AbbVie and Ichnos Glenmark Innovation (IGI) have entered into a significant exclusive global licensing agreement for ISB 2001, a groundbreaking first-in-class CD38xBCMAxCD3 trispecific antibody. This innovative therapeutic was developed using IGI's proprietary BEAT® protein platform, which is designed to create highly effective multispecific antibodies. The agreement grants AbbVie comprehensive rights to develop, manufacture, and commercialize ISB 2001 across key markets including North America, Europe, Japan, and Greater China, with applications planned for both oncology and autoimmune diseases.

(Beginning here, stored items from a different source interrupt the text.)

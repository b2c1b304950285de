//! Opaque URL tokens
//!
//! Upstream URLs never reach clients. Each one is sealed with AES-256-GCM
//! into a path-safe token:
//!
//! ```text
//! base64url_nopad( version(0x01) || nonce(12) || ciphertext )
//! ```
//!
//! The plaintext is a small JSON object carrying the URL, the referer host
//! upstream expects, and the channel it belongs to. Authentication failure,
//! a wrong key and a truncated token are all rejected by [`OpaqueUrlCodec::decode`].

use aes_gcm::aead::rand_core::RngCore;
use aes_gcm::{
    Aes256Gcm, Key, Nonce,
    aead::{Aead, KeyInit, OsRng},
};
use base64::Engine;
use base64::engine::general_purpose::URL_SAFE_NO_PAD;
use serde::{Deserialize, Serialize};

use crate::errors::TokenError;

const NONCE_SIZE: usize = 12;
const TOKEN_VERSION: u8 = 0x01;

/// Decoded token contents
#[derive(Debug, Clone, PartialEq, Eq, Serialize, Deserialize)]
pub struct TokenPayload {
    #[serde(rename = "u")]
    pub url: String,
    #[serde(rename = "r", default, skip_serializing_if = "Option::is_none")]
    pub referer_host: Option<String>,
    #[serde(rename = "c", default, skip_serializing_if = "Option::is_none")]
    pub channel_id: Option<String>,
}

impl TokenPayload {
    pub fn new(url: impl Into<String>, referer_host: Option<String>) -> Self {
        Self {
            url: url.into(),
            referer_host,
            channel_id: None,
        }
    }

    pub fn for_channel(mut self, channel_id: Option<String>) -> Self {
        self.channel_id = channel_id;
        self
    }
}

#[derive(Clone)]
pub struct OpaqueUrlCodec {
    cipher: Aes256Gcm,
}

impl std::fmt::Debug for OpaqueUrlCodec {
    fn fmt(&self, f: &mut std::fmt::Formatter<'_>) -> std::fmt::Result {
        f.debug_struct("OpaqueUrlCodec")
            .field("cipher", &"[REDACTED]")
            .finish()
    }
}

impl OpaqueUrlCodec {
    /// Codec from a 32-byte key
    pub fn new(key_bytes: &[u8]) -> Result<Self, TokenError> {
        if key_bytes.len() != 32 {
            return Err(TokenError::InvalidKey {
                message: format!("expected 32 bytes, got {}", key_bytes.len()),
            });
        }
        let key = Key::<Aes256Gcm>::from_slice(key_bytes);
        Ok(Self {
            cipher: Aes256Gcm::new(key),
        })
    }

    /// Codec from a 64-character hex key
    pub fn from_hex_key(hex_key: &str) -> Result<Self, TokenError> {
        let key_bytes = hex::decode(hex_key.trim()).map_err(|e| TokenError::InvalidKey {
            message: e.to_string(),
        })?;
        Self::new(&key_bytes)
    }

    /// Codec with a fresh random key. Tokens do not survive a restart.
    pub fn generate() -> Self {
        let key = Aes256Gcm::generate_key(OsRng);
        Self {
            cipher: Aes256Gcm::new(&key),
        }
    }

    /// Codec from an optional configured key, generating one when absent
    pub fn from_config(token_key: Option<&str>) -> Result<Self, TokenError> {
        match token_key {
            Some(key) => Self::from_hex_key(key),
            None => Ok(Self::generate()),
        }
    }

    pub fn encode(&self, url: &str, referer_host: Option<&str>) -> Result<String, TokenError> {
        self.encode_payload(&TokenPayload::new(url, referer_host.map(str::to_string)))
    }

    pub fn encode_payload(&self, payload: &TokenPayload) -> Result<String, TokenError> {
        let plaintext = serde_json::to_vec(payload).map_err(|_| TokenError::Payload)?;

        let mut nonce_bytes = [0u8; NONCE_SIZE];
        OsRng.fill_bytes(&mut nonce_bytes);
        let nonce = Nonce::from_slice(&nonce_bytes);

        let ciphertext = self
            .cipher
            .encrypt(nonce, plaintext.as_ref())
            .map_err(|_| TokenError::Authentication)?;

        let mut combined = Vec::with_capacity(1 + NONCE_SIZE + ciphertext.len());
        combined.push(TOKEN_VERSION);
        combined.extend_from_slice(&nonce_bytes);
        combined.extend_from_slice(&ciphertext);

        Ok(URL_SAFE_NO_PAD.encode(&combined))
    }

    pub fn decode(&self, token: &str) -> Result<TokenPayload, TokenError> {
        let combined = URL_SAFE_NO_PAD
            .decode(token.trim())
            .map_err(|_| TokenError::Malformed)?;

        // version + nonce + 16-byte tag at minimum
        if combined.len() < 1 + NONCE_SIZE + 16 {
            return Err(TokenError::Truncated);
        }
        let version = combined[0];
        if version != TOKEN_VERSION {
            return Err(TokenError::UnsupportedVersion(version));
        }

        let nonce = Nonce::from_slice(&combined[1..1 + NONCE_SIZE]);
        let plaintext = self
            .cipher
            .decrypt(nonce, &combined[1 + NONCE_SIZE..])
            .map_err(|_| TokenError::Authentication)?;

        serde_json::from_slice(&plaintext).map_err(|_| TokenError::Payload)
    }
}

ISB 2001 is currently in Phase 1 clinical trials for patients with relapsed/refractory multiple myeloma (R/R MM). Initial data, recently presented at the 2025 ASCO Annual Meeting, has been highly encouraging. The trials showed a remarkable 79% overall response rate (ORR) and a 30% complete/stringent complete response (CR/sCR) rate at active doses in a heavily pretreated patient population, all while maintaining a favorable safety profile. These promising results led to the U.S. Food & Drug Administration granting ISB 2001 Orphan Drug Designation in July 2023 and Fast Track Designation in May 2025, highlighting its potential to address a significant unmet medical need.

Financially, the agreement is substantial. IGI will receive an upfront payment of $700 million and stands to gain up to an additional $1.225 billion in development, regulatory, and commercial milestone payments. Furthermore, IGI will receive tiered, double-digit royalties on net sales. This partnership reflects AbbVie's unwavering commitment to advancing novel therapies for multiple myeloma and IGI's dedication to leveraging its BEAT® platform to deliver meaningful treatments for hard-to-treat cancers. The collaboration aims to accelerate ISB 2001's path to market and, ultimately, to the patients who urgently need new treatment options.